== ASSIGNED TASK ==
Quote the entries below from the line with "const MIN_TTL_SECS: u64 = 60;" through the line with "the first one.", both ends included, and only those lines.

(Collected data entries)
++++++++++++++++++++
// SPDX-FileCopyrightText: 2026 Cardkeep Contributors
// SPDX-License-Identifier: MIT OR Apache-2.0

//! Layered configuration loading with Figment.
//!
//! Lookup order: `./cardkeep.toml` > `~/.config/cardkeep/cardkeep.toml` >
//! `/etc/cardkeep/cardkeep.toml`, with `CARDKEEP_` environment overrides on top.

#![allow(clippy::result_large_err)] // figment::Error is external and cannot be boxed without wrapper

use std::path::{Path, PathBuf};

use figment::{
    Figment,
    providers::{Env, Format, Serialized, Toml},
};

use crate::model::CardkeepConfig;

/// Local config file name, looked up in the working directory.
pub const LOCAL_CONFIG_FILE: &str = "cardkeep.toml";

/// System-wide config file.
pub const SYSTEM_CONFIG_FILE: &str = "/etc/cardkeep/cardkeep.toml";

/// Section names recognised in `CARDKEEP_<SECTION>_<KEY>` variables.
const ENV_SECTIONS: &[&str] = &[
    "hashing",
    "key_derivation",
    "key_cache",
    "password_policy",
    "logging",
];

/// Path of the per-user XDG config file, if a config dir exists.
pub fn user_config_file() -> Option<PathBuf> {
    dirs::config_dir().map(|d| d.join("cardkeep").join(LOCAL_CONFIG_FILE))
}

/// Build the full Figment (defaults, files, env) without extracting it.
///
/// Merge order (later overrides earlier):
/// 1. Compiled defaults
/// 2. System file
/// 3. User XDG file
/// 4. Local file
/// 5. `CARDKEEP_*` environment variables
pub fn build_figment() -> Figment {
    Figment::new()
        .merge(Serialized::defaults(CardkeepConfig::default()))
        .merge(Toml::file(SYSTEM_CONFIG_FILE))
        .merge(Toml::file(user_config_file().unwrap_or_default()))
        .merge(Toml::file(LOCAL_CONFIG_FILE))
        .merge(env_provider())
}

/// Load configuration from the standard hierarchy with env var overrides.
pub fn load_config() -> Result<CardkeepConfig, figment::Error> {
    build_figment().extract()
}

/// Load configuration from a TOML string only (no files, no env).
pub fn load_config_from_str(toml_content: &str) -> Result<CardkeepConfig, figment::Error> {
    Figment::new()
        .merge(Serialized::defaults(CardkeepConfig::default()))
        .merge(Toml::string(toml_content))
        .extract()
}

/// Load configuration from one explicit file plus env var overrides.
pub fn load_config_from_path(path: &Path) -> Result<CardkeepConfig, figment::Error> {
    Figment::new()
        .merge(Serialized::defaults(CardkeepConfig::default()))
        .merge(Toml::file(path))
        .merge(env_provider())
        .extract()
}

/// Env provider mapping `CARDKEEP_KEY_CACHE_TTL_SECS` to `key_cache.ttl_secs`.
///
/// Section names contain underscores themselves, so the split point is found
/// by matching known section prefixes rather than splitting on `_`. Variables
/// outside every section (such as `CARDKEEP_PASSWORD`) are not configuration
/// and are skipped.
fn env_provider() -> Env {
    Env::prefixed("CARDKEEP_")
        .filter(|key| nested_key(key.as_str()).is_some())
        .map(|key| {
            nested_key(key.as_str())
                .unwrap_or_else(|| key.as_str().to_string())
                .into()
        })
}

fn nested_key(key: &str) -> Option<String> {
    let key = key.to_ascii_lowercase();
    ENV_SECTIONS.iter().find_map(|section| {
        key.strip_prefix(section)
            .and_then(|rest| rest.strip_prefix('_'))
            .map(|field| format!("{section}.{field}"))
    })
}
// SPDX-FileCopyrightText: 2026 Cardkeep Contributors
// SPDX-License-Identifier: MIT OR Apache-2.0

//! Cryptographic building blocks for cardkeep.
//!
//! - [`PasswordHasher`]: Argon2id hashing into a self-describing
//!   `$argon2id$v=19$m=..,t=..,p=..$salt$hash` string, with constant-time
//!   verification.
//! - [`KeyDeriver`]: PBKDF2-HMAC-SHA256 turning a password and per-user salt
//!   into a 256-bit [`DerivedKey`](cardkeep_core::DerivedKey).
//! - [`FieldCipher`]: AES-256-GCM over single string fields with a fresh
//!   random nonce per call.
//! - [`PasswordPolicy`]: complexity rules checked at registration.
//!
//! Every operation here is CPU-bound and synchronous. Async callers should
//! run hashing and derivation on a blocking thread.

pub mod cipher;
pub mod kdf;
pub mod password;
pub mod policy;
mod random;

pub use cipher::FieldCipher;
pub use kdf::{KeyDeriver, generate_key_salt};
pub use password::{HashParams, PasswordHasher, verify_password};
pub use policy::PasswordPolicy;
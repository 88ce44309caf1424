// SPDX-FileCopyrightText: 2026 Cardkeep Contributors
// SPDX-License-Identifier: MIT OR Apache-2.0

//! Password acquisition via TTY prompt or the CARDKEEP_PASSWORD environment variable.

use cardkeep_core::CardkeepError;
use secrecy::SecretString;

/// The environment variable name for providing the password non-interactively.
pub const PASSWORD_ENV_VAR: &str = "CARDKEEP_PASSWORD";

/// Get a password from the environment or an interactive prompt.
///
/// Priority:
/// 1. `CARDKEEP_PASSWORD` environment variable (scripts, CI)
/// 2. Interactive TTY prompt via `rpassword`
pub fn read_password(prompt: &str) -> Result<SecretString, CardkeepError> {
    if let Ok(password) = std::env::var(PASSWORD_ENV_VAR)
        && !password.is_empty()
    {
        return Ok(SecretString::from(password));
    }

    if std::io::IsTerminal::is_terminal(&std::io::stdin()) {
        eprint!("{prompt}: ");
        let password = rpassword::read_password()
            .map_err(|e| CardkeepError::InvalidInput(format!("failed to read password: {e}")))?;
        if password.is_empty() {
            return Err(CardkeepError::InvalidInput(
                "empty password not allowed".to_string(),
            ));
        }
        return Ok(SecretString::from(password));
    }

    Err(CardkeepError::InvalidInput(format!(
        "No password provided. Set {PASSWORD_ENV_VAR} or run interactively."
    )))
}
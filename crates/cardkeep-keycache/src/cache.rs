// SPDX-FileCopyrightText: 2026 Cardkeep Contributors
// SPDX-License-Identifier: MIT OR Apache-2.0

//! Per-user derived key cache with sliding-window expiry.
//!
//! Entries live in a sharded [`DashMap`], so unrelated users never contend on
//! the same lock. Every read goes through the entry API: the expiry check and
//! the extend-or-evict decision happen under the shard's write lock, so a
//! concurrent reader can never observe a half-expired entry.
//!
//! Keys are held only in process memory. [`DerivedKey`] zeroizes itself when
//! an entry is replaced, evicted, or cleared.

use std::sync::Arc;
use std::time::{Duration, Instant};

use cardkeep_core::{DerivedKey, UserId};
use dashmap::DashMap;
use dashmap::mapref::entry::Entry;
use tracing::{debug, info};

use crate::clock::{Clock, SystemClock};

/// Upper bound applied to any requested TTL, keeping deadlines representable.
pub const MAX_TTL: Duration = Duration::from_secs(365 * 24 * 60 * 60);

struct CacheEntry {
    key: DerivedKey,
    ttl: Duration,
    expires_at: Instant,
}

impl CacheEntry {
    /// An entry is live up to and including its deadline.
    fn is_live(&self, now: Instant) -> bool {
        now <= self.expires_at
    }
}

/// Process-wide store of unlocked user keys.
///
/// Construct one per process and share it behind an `Arc`.
pub struct KeyCache {
    entries: DashMap<UserId, CacheEntry>,
    default_ttl: Duration,
    clock: Arc<dyn Clock>,
}

impl std::fmt::Debug for KeyCache {
    fn fmt(&self, f: &mut std::fmt::Formatter<'_>) -> std::fmt::Result {
        f.debug_struct("KeyCache")
            .field("entries", &self.entries.len())
            .field("default_ttl", &self.default_ttl)
            .field("clock", &self.clock)
            .finish()
    }
}

impl KeyCache {
    /// Cache backed by the system clock.
    pub fn new(default_ttl: Duration) -> Self {
        Self::with_clock(default_ttl, Arc::new(SystemClock))
    }

    /// Cache backed by an injected clock.
    pub fn with_clock(default_ttl: Duration, clock: Arc<dyn Clock>) -> Self {
        Self {
            entries: DashMap::new(),
            default_ttl: default_ttl.min(MAX_TTL),
            clock,
        }
    }

    /// TTL used by [`KeyCache::store_default`].
    pub fn default_ttl(&self) -> Duration {
        self.default_ttl
    }

    /// Insert or replace the key for `user_id`, expiring `ttl` from now.
    pub fn store(&self, user_id: UserId, key: DerivedKey, ttl: Duration) {
        let ttl = ttl.min(MAX_TTL);
        let now = self.clock.now();
        let replaced = self
            .entries
            .insert(
                user_id,
                CacheEntry {
                    key,
                    ttl,
                    expires_at: now + ttl,
                },
            )
            .is_some();
        debug!(user_id = %user_id, ttl_secs = ttl.as_secs(), replaced, "key cached");
    }

    /// Insert or replace with the cache's default TTL.
    pub fn store_default(&self, user_id: UserId, key: DerivedKey) {
        self.store(user_id, key, self.default_ttl);
    }

    /// Return the key if still live, pushing its deadline to `now + ttl`.
    ///
    /// An expired entry is evicted and `None` returned.
    pub fn try_get(&self, user_id: &UserId) -> Option<DerivedKey> {
        let now = self.clock.now();
        match self.entries.entry(*user_id) {
            Entry::Occupied(mut occupied) => {
                if occupied.get().is_live(now) {
                    let entry = occupied.get_mut();
                    entry.expires_at = now + entry.ttl;
                    Some(entry.key.clone())
                } else {
                    occupied.remove();
                    info!(user_id = %user_id, "cached key expired");
                    None
                }
            }
            Entry::Vacant(_) => None,
        }
    }

    /// Whether a live key is cached, without extending it.
    pub fn contains(&self, user_id: &UserId) -> bool {
        let now = self.clock.now();
        self.entries
            .get(user_id)
            .is_some_and(|entry| entry.is_live(now))
    }

    /// Drop the key for `user_id`. Removing an absent key is a no-op.
    ///
    /// Returns whether an entry was present.
    pub fn remove(&self, user_id: &UserId) -> bool {
        let removed = self.entries.remove(user_id).is_some();
        if removed {
            debug!(user_id = %user_id, "cached key removed");
        }
        removed
    }

    /// Evict every expired entry. Returns how many were removed.
    pub fn sweep(&self) -> usize {
        let now = self.clock.now();
        let mut evicted = 0;
        self.entries.retain(|_, entry| {
            let live = entry.is_live(now);
            if !live {
                evicted += 1;
            }
            live
        });
        evicted
    }

    /// Drop every cached key.
    pub fn clear(&self) {
        let count = self.entries.len();
        self.entries.clear();
        info!(count, "key cache cleared");
    }

    /// Entries currently held, including expired ones not yet swept.
    pub fn len(&self) -> usize {
        self.entries.len()
    }

    pub fn is_empty(&self) -> bool {
        self.entries.is_empty()
    }
}
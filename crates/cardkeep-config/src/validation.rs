// SPDX-FileCopyrightText: 2026 Cardkeep Contributors
// SPDX-License-Identifier: MIT OR Apache-2.0

//! Semantic checks that serde attributes cannot express.

use crate::diagnostic::ConfigError;
use crate::model::CardkeepConfig;

/// OWASP floor for Argon2id memory cost (19 MiB).
const MIN_MEMORY_COST: u32 = 19 * 1024;

/// Ceiling the hasher enforces when verifying stored hashes (1 GiB).
const MAX_MEMORY_COST: u32 = 1024 * 1024;

const MIN_KDF_ITERATIONS: u32 = 100_000;

const MIN_TTL_SECS: u64 = 60;
const MAX_TTL_SECS: u64 = 24 * 60 * 60;

const MIN_PASSWORD_LENGTH: usize = 8;

const LOG_LEVELS: &[&str] = &["trace", "debug", "info", "warn", "error"];

/// Validate a deserialized configuration.
///
/// Collects every violation instead of stopping at the first one.
pub fn validate_config(config: &CardkeepConfig) -> Result<(), Vec<ConfigError>> {
    let mut errors = Vec::new();

    let hashing = &config.hashing;
    if hashing.parallelism == 0 || hashing.parallelism > 255 {
        errors.push(ConfigError::validation(format!(
            "hashing.parallelism must be between 1 and 255, got {}",
            hashing.parallelism
        )));
    }
    if hashing.memory_cost < MIN_MEMORY_COST {
        errors.push(ConfigError::validation(format!(
            "hashing.memory_cost must be at least {MIN_MEMORY_COST} (19 MiB), got {}",
            hashing.memory_cost
        )));
    }
    if hashing.memory_cost > MAX_MEMORY_COST {
        errors.push(ConfigError::validation(format!(
            "hashing.memory_cost must be at most {MAX_MEMORY_COST} (1 GiB), got {}",
            hashing.memory_cost
        )));
    }
    if u64::from(hashing.memory_cost) < 8 * u64::from(hashing.parallelism) {
        errors.push(ConfigError::validation(format!(
            "hashing.memory_cost must be at least 8 * parallelism ({}), got {}",
            8 * u64::from(hashing.parallelism),
            hashing.memory_cost
        )));
    }
    if hashing.iterations < 1 {
        errors.push(ConfigError::validation(
            "hashing.iterations must be at least 1, got 0",
        ));
    }

    if config.key_derivation.iterations < MIN_KDF_ITERATIONS {
        errors.push(ConfigError::validation(format!(
            "key_derivation.iterations must be at least {MIN_KDF_ITERATIONS}, got {}",
            config.key_derivation.iterations
        )));
    }

    let ttl = config.key_cache.ttl_secs;
    if !(MIN_TTL_SECS..=MAX_TTL_SECS).contains(&ttl) {
        errors.push(ConfigError::validation(format!(
            "key_cache.ttl_secs must be between {MIN_TTL_SECS} and {MAX_TTL_SECS}, got {ttl}"
        )));
    }

    if config.password_policy.min_length < MIN_PASSWORD_LENGTH {
        errors.push(ConfigError::validation(format!(
            "password_policy.min_length must be at least {MIN_PASSWORD_LENGTH}, got {}",
            config.password_policy.min_length
        )));
    }

    let level = config.logging.level.to_ascii_lowercase();
    if !LOG_LEVELS.contains(&level.as_str()) {
        errors.push(ConfigError::validation(format!(
            "logging.level `{}` is not one of {}",
            config.logging.level,
            LOG_LEVELS.join(", ")
        )));
    }

    if errors.is_empty() {
        Ok(())
    } else {
        Err(errors)
    }
}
++++++++++++++++++++
== ANSWER BELOW ==
const MIN_TTL_SECS: u64 = 60;
const MAX_TTL_SECS: u64 = 24 * 60 * 60;

const MIN_PASSWORD_LENGTH: usize = 8;

const LOG_LEVELS: &[&str] = &["trace", "debug", "info", "warn", "error"];

/// Validate a deserialized configuration.
///
/// Collects every violation instead of stopping at the first one.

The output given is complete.